EXERCISE DIRECTIONS: All of the records shown below need to be copied with no differences.

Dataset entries

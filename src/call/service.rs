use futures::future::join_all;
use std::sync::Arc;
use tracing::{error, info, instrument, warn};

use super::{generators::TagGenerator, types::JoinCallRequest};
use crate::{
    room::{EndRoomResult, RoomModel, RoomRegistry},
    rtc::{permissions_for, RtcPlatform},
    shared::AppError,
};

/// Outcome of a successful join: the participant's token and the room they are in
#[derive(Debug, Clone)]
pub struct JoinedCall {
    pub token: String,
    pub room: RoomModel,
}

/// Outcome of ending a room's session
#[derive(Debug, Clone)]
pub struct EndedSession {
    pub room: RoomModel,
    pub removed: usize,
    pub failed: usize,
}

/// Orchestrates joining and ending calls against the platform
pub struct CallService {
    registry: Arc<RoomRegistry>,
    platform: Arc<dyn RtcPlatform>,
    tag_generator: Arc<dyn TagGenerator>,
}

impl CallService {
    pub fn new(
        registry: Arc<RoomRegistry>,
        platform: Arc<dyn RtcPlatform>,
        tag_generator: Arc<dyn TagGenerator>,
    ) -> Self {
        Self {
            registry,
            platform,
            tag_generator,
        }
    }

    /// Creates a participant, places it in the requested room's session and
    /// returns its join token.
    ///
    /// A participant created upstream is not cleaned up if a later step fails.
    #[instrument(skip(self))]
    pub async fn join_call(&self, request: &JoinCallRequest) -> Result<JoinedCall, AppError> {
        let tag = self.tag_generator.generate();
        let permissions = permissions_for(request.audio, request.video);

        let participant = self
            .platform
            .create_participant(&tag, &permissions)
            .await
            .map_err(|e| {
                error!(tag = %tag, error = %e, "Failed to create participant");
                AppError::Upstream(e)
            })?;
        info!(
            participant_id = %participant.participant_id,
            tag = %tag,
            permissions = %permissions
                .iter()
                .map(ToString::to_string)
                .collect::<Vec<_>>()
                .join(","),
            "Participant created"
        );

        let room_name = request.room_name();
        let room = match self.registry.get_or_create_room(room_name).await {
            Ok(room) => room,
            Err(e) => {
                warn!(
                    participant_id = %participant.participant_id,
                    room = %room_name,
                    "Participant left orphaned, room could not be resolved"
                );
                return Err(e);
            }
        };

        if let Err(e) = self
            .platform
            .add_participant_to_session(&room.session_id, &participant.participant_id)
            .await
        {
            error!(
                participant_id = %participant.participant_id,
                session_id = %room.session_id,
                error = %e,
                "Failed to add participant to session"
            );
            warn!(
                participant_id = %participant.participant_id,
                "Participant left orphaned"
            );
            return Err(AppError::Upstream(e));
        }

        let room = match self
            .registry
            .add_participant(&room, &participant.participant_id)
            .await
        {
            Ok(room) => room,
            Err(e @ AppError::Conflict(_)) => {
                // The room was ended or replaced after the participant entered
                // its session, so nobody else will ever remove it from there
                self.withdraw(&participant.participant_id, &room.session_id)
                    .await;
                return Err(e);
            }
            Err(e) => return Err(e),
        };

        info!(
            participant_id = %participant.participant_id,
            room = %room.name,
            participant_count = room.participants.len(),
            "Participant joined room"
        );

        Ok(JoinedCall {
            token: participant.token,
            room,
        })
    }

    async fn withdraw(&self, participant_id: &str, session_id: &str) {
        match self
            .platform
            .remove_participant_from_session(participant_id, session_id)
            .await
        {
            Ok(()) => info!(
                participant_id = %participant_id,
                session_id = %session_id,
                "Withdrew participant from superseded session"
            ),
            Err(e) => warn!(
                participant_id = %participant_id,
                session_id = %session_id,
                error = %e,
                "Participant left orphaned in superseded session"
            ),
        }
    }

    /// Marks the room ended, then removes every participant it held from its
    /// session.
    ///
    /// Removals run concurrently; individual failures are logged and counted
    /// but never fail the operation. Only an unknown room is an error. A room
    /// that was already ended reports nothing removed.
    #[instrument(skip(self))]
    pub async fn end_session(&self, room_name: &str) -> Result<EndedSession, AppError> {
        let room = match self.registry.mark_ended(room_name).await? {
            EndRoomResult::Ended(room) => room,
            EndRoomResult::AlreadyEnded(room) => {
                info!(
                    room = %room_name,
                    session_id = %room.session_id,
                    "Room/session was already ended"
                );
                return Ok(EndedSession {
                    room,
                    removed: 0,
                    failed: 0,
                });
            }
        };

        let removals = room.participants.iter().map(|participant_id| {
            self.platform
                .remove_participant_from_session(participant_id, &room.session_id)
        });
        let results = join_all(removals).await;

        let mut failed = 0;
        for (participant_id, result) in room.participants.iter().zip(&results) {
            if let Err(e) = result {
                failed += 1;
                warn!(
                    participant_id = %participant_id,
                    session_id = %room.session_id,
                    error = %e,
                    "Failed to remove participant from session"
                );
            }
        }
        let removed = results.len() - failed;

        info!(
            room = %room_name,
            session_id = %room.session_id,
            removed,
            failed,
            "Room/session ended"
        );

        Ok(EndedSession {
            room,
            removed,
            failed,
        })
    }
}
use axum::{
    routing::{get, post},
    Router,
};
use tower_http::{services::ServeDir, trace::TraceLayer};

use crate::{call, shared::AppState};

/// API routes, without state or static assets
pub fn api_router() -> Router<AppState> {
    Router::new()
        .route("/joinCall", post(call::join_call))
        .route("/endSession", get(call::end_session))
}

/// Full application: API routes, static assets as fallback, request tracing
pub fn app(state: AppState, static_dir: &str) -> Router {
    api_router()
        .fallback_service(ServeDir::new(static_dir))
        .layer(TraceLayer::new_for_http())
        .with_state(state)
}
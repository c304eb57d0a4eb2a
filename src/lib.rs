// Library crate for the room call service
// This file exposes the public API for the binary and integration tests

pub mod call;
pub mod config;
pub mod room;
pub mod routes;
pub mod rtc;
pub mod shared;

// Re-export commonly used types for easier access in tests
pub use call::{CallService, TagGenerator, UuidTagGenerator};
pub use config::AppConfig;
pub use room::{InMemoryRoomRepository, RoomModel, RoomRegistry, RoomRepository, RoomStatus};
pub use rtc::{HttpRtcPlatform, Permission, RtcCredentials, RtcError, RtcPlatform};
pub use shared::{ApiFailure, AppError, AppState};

EXERCISE SOLUTION:
filename src/call/service.rs
use futures::future::join_all;
use std::sync::Arc;
use tracing::{error, info, instrument, warn};

use super::{generators::TagGenerator, types::JoinCallRequest};
use crate::{
    room::{EndRoomResult, RoomModel, RoomRegistry},
    rtc::{permissions_for, RtcPlatform},
    shared::AppError,
};

/// Outcome of a successful join: the participant's token and the room they are in
#[derive(Debug, Clone)]
pub struct JoinedCall {
    pub token: String,
    pub room: RoomModel,
}

/// Outcome of ending a room's session
#[derive(Debug, Clone)]
pub struct EndedSession {
    pub room: RoomModel,
    pub removed: usize,
    pub failed: usize,
}

/// Orchestrates joining and ending calls against the platform
pub struct CallService {
    registry: Arc<RoomRegistry>,
    platform: Arc<dyn RtcPlatform>,
    tag_generator: Arc<dyn TagGenerator>,
}

impl CallService {
    pub fn new(
        registry: Arc<RoomRegistry>,
        platform: Arc<dyn RtcPlatform>,
        tag_generator: Arc<dyn TagGenerator>,
    ) -> Self {
        Self {
            registry,
            platform,
            tag_generator,
        }
    }

    /// Creates a participant, places it in the requested room's session and
    /// returns its join token.
    ///
    /// A participant created upstream is not cleaned up if a later step fails.
    #[instrument(skip(self))]
    pub async fn join_call(&self, request: &JoinCallRequest) -> Result<JoinedCall, AppError> {
        let tag = self.tag_generator.generate();
        let permissions = permissions_for(request.audio, request.video);

        let participant = self
            .platform
            .create_participant(&tag, &permissions)
            .await
            .map_err(|e| {
                error!(tag = %tag, error = %e, "Failed to create participant");
                AppError::Upstream(e)
            })?;
        info!(
            participant_id = %participant.participant_id,
            tag = %tag,
            permissions = %permissions
                .iter()
                .map(ToString::to_string)
                .collect::<Vec<_>>()
                .join(","),
            "Participant created"
        );

        let room_name = request.room_name();
        let room = match self.registry.get_or_create_room(room_name).await {
            Ok(room) => room,
            Err(e) => {
                warn!(
                    participant_id = %participant.participant_id,
                    room = %room_name,
                    "Participant left orphaned, room could not be resolved"
                );
                return Err(e);
            }
        };

        if let Err(e) = self
            .platform
            .add_participant_to_session(&room.session_id, &participant.participant_id)
            .await
        {
            error!(
                participant_id = %participant.participant_id,
                session_id = %room.session_id,
                error = %e,
                "Failed to add participant to session"
            );
            warn!(
                participant_id = %participant.participant_id,
                "Participant left orphaned"
            );
            return Err(AppError::Upstream(e));
        }

        let room = match self
            .registry
            .add_participant(&room, &participant.participant_id)
            .await
        {
            Ok(room) => room,
            Err(e @ AppError::Conflict(_)) => {
                // The room was ended or replaced after the participant entered
                // its session, so nobody else will ever remove it from there
                self.withdraw(&participant.participant_id, &room.session_id)
                    .await;
                return Err(e);
            }
            Err(e) => return Err(e),
        };

        info!(
            participant_id = %participant.participant_id,
            room = %room.name,
            participant_count = room.participants.len(),
            "Participant joined room"
        );

        Ok(JoinedCall {
            token: participant.token,
            room,
        })
    }

    async fn withdraw(&self, participant_id: &str, session_id: &str) {
        match self
            .platform
            .remove_participant_from_session(participant_id, session_id)
            .await
        {
            Ok(()) => info!(
                participant_id = %participant_id,
                session_id = %session_id,
                "Withdrew participant from superseded session"
            ),
            Err(e) => warn!(
                participant_id = %participant_id,
                session_id = %session_id,
                error = %e,
                "Participant left orphaned in superseded session"
            ),
        }
    }

    /// Marks the room ended, then removes every participant it held from its
    /// session.
    ///
    /// Removals run concurrently; individual failures are logged and counted
    /// but never fail the operation. Only an unknown room is an error. A room
    /// that was already ended reports nothing removed.
    #[instrument(skip(self))]
    pub async fn end_session(&self, room_name: &str) -> Result<EndedSession, AppError> {
        let room = match self.registry.mark_ended(room_name).await? {
            EndRoomResult::Ended(room) => room,
            EndRoomResult::AlreadyEnded(room) => {
                info!(
                    room = %room_name,
                    session_id = %room.session_id,
                    "Room/session was already ended"
                );
                return Ok(EndedSession {
                    room,
                    removed: 0,
                    failed: 0,
                });
            }
        };

        let removals = room.participants.iter().map(|participant_id| {
            self.platform
                .remove_participant_from_session(participant_id, &room.session_id)
        });
        let results = join_all(removals).await;

        let mut failed = 0;
        for (participant_id, result) in room.participants.iter().zip(&results) {
            if let Err(e) = result {
                failed += 1;
                warn!(
                    participant_id = %participant_id,
                    session_id = %room.session_id,
                    error = %e,
                    "Failed to remove participant from session"
                );
            }
        }
        let removed = results.len() - failed;

        info!(
            room = %room_name,
            session_id = %room.session_id,
            removed,
            failed,
            "Room/session ended"
        );

        Ok(EndedSession {
            room,
            removed,
            failed,
        })
    }
}
use axum::{
    routing::{get, post},
    Router,
};
use tower_http::{services::ServeDir, trace::TraceLayer};

use crate::{call, shared::AppState};

/// API routes, without state or static assets
pub fn api_router() -> Router<AppState> {
    Router::new()
        .route("/joinCall", post(call::join_call))
        .route("/endSession", get(call::end_session))
}

/// Full application: API routes, static assets as fallback, request tracing
pub fn app(state: AppState, static_dir: &str) -> Router {
    api_router()
        .fallback_service(ServeDir::new(static_dir))
        .layer(TraceLayer::new_for_http())
        .with_state(state)
}
repository c304eb57d0a4eb2a
filename src/lib.rs
// Library crate for the room call service
// This file exposes the public API for the binary and integration tests

pub mod call;
pub mod config;
pub mod room;
pub mod routes;
pub mod rtc;
pub mod shared;

// Re-export commonly used types for easier access in tests
pub use call::{CallService, TagGenerator, UuidTagGenerator};
pub use config::AppConfig;
pub use room::{InMemoryRoomRepository, RoomModel, RoomRegistry, RoomRepository, RoomStatus};
pub use rtc::{HttpRtcPlatform, Permission, RtcCredentials, RtcError, RtcPlatform};
pub use shared::{ApiFailure, AppError, AppState};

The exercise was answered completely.